Eseguire la cromatografia di affinità sul surnatante di lisato cellulare chiarificato utilizzando una colonna di resina di cobalto o nichel seguendo le istruzioni del produttore. Salvare i campioni di flusso, lavaggio ed eluizione per l'analisi. Sostituire immediatamente la soluzione tampone della soluzione di RNA polimerasi con la soluzione tampone di stoccaggio utilizzando una colonna di scambio tampone seguendo le istruzioni del produttore.

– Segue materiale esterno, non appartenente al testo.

// src/handlers/auth.rs

use axum::{extract::State, response::IntoResponse, Json};
use serde::Serialize;
use utoipa::ToSchema;
use validator::Validate;

use crate::{
    common::error::{ApiError, AppError},
    config::AppState,
    middleware::{auth::AuthenticatedUser, i18n::Locale},
    models::{
        auth::{AuthResponse, LoginPayload, Principal},
        modules::ModuleVisibility,
    },
    services::visibility::Permissions,
};

#[derive(Debug, Serialize, ToSchema)]
#[serde(rename_all = "camelCase")]
pub struct MeResponse {
    pub principal: Principal,
    pub permissions: Permissions,
    pub modules: Vec<ModuleVisibility>,
}

// Handler de login: canjea el ID token del proveedor por un token de sesión
#[utoipa::path(
    post,
    path = "/api/auth/login",
    tag = "Auth",
    request_body = LoginPayload,
    responses(
        (status = 200, description = "Sesión iniciada", body = AuthResponse),
        (status = 401, description = "Credencial del proveedor inválida"),
        (status = 403, description = "Correo no admitido (dominio o cuenta de alumnado)")
    )
)]
pub async fn login(
    State(app_state): State<AppState>,
    locale: Locale,
    Json(payload): Json<LoginPayload>,
) -> Result<impl IntoResponse, ApiError> {
    payload
        .validate()
        .map_err(|e| AppError::ValidationError(e).to_api_error(&locale, &app_state.i18n_store))?;

    let response = app_state
        .auth_service
        .sign_in(&payload.id_token)
        .await
        .map_err(|e| e.to_api_error(&locale, &app_state.i18n_store))?;

    Ok(Json(response))
}

// /me: perfil, permisos y módulos
#[utoipa::path(
    get,
    path = "/api/users/me",
    tag = "Users",
    security(("api_jwt" = [])),
    responses(
        (status = 200, description = "Usuario actual", body = MeResponse),
        (status = 401, description = "Sin sesión")
    )
)]
pub async fn get_me(
    State(app_state): State<AppState>,
    locale: Locale,
    AuthenticatedUser(user): AuthenticatedUser,
) -> Result<impl IntoResponse, ApiError> {
    let modules = app_state
        .visibility_service
        .modules_for(&user)
        .await
        .map_err(|e| e.to_api_error(&locale, &app_state.i18n_store))?;

    Ok(Json(MeResponse {
        permissions: Permissions::for_principal(&user),
        principal: user,
        modules,
    }))
}

#[utoipa::path(
    get,
    path = "/api/users/me/modules",
    tag = "Users",
    security(("api_jwt" = [])),
    responses(
        (status = 200, description = "Módulos de navegación", body = Vec<ModuleVisibility>)
    )
)]
pub async fn get_my_modules(
    State(app_state): State<AppState>,
    locale: Locale,
    AuthenticatedUser(user): AuthenticatedUser,
) -> Result<impl IntoResponse, ApiError> {
    let modules = app_state
        .visibility_service
        .modules_for(&user)
        .await
        .map_err(|e| e.to_api_error(&locale, &app_state.i18n_store))?;

    Ok(Json(modules))
}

Quindi, concentrare la RNA polimerasi a una concentrazione da 0,2 a 0,4 milligrammi per millilitro utilizzando unità filtranti centrifughe da 10 kilodalton. Determinare la concentrazione mediante spettrofotometro e preparare le scorte di congelamento. Aliquot da 20 a 50 microlitri di volumi di RNA polimerasi congelano le scorte in provette per PCR e immagazzinano la RNA polimerasi a meno 80 gradi Celsius.
Preparare le superfici di lavoro, compreso il banco di radiazione, per ridurre la contaminazione da radiazioni. Scongelare le scorte di RNA polimerasi fresca e RpoD sul ghiaccio e mescolare accuratamente tutte le scorte congelate scongelate prima del pipettaggio Preparare una miscela di reazione principale in una miscela NTP separata per nucleotidi radiomarcati secondo i requisiti sperimentali. Erogare le reazioni di controllo in set sperimentali in provette per PCR.
Dopo aver erogato acqua, miscela di reazione, RNA polimerasi e RpoD in provette PCR designate, mescolare i reagenti mediante pipettaggio. Trasferire i materiali preparati in un banco di radiazioni, aggiungere ATP marcato con alfa-32P a NTP e mescolare mediante pipettaggio delicato. Aggiungere NTP alle provette contenenti le miscele di reazioni di trascrizione in vitro e avviare la reazione di trascrizione in vitro aggiungendo un modello di DNA.
Mescolare il volume di reazione pipettando delicatamente e incubare i tubi a 37 gradi Celsius per cinque minuti in un termociclatore o in un blocco termico. Rimuovere le reazioni dal termociclatore o dal blocco termico e interrompere le reazioni di trascrizione in vitro aggiungendo un volume uguale di colorante di carico di RNA 2X contenente il 50% di formammide alla miscela di reazione. Denaturazione degli enzimi mediante incubazione di reazioni a 65 gradi Celsius per cinque minuti in un termociclatore o blocco termico.
Utilizzando l'elettroforesi su gel, separare l'RNA trascritto in vitro in gel di poliacrilammide urea dal 10% al 15% a 180 volt per 30-45 minuti. Dopo aver rimosso qualsiasi porzione del gel contenente ATP radiomarcato non incorporato, esporre il gel allo schermo fosfo durante la notte e visualizzare l'RNA radiomarcato utilizzando un imager fosfoscreen. La SDS-PAGE ha mostrato tre bande corrispondenti a tre peptidi, RpoC, RpoB e RpoA del complesso RNA polimerasi.
È stato anche osservato un peptide di 115 kilodalton corrispondenti alle dimensioni del RpoD ricombinante Borreliella burgdorferi marcato con MBP. La scissione della miscela proteica con il fattore XA proteasi ha portato alla generazione di due prodotti significativi, RpoD e MBP. Il sito promotore di Borreliella burgdorferi FLGB è stato generato da PCR.
Una doppia diluizione della concentrazione di RpoD dà luogo a un livello inferiore del prodotto di RNA accumulato. Una bassa concentrazione di RNA polimerasi fornisce meno prodotti di RNA in tutta la gamma di concentrazioni di RpoD. Il segnale densitometrico ha indicato una relazione lineare tra la quantità di RpoD presente nella reazione in entrambi gli esperimenti.
L'attività enzimatica della RNA polimerasi è sensibile a una varietà di fattori durante il processo di purificazione, stoccaggio e sperimentazione. Enzimi e reagenti freschi, insieme a una buona pianificazione, offrono le migliori possibilità di successo in questo protocollo.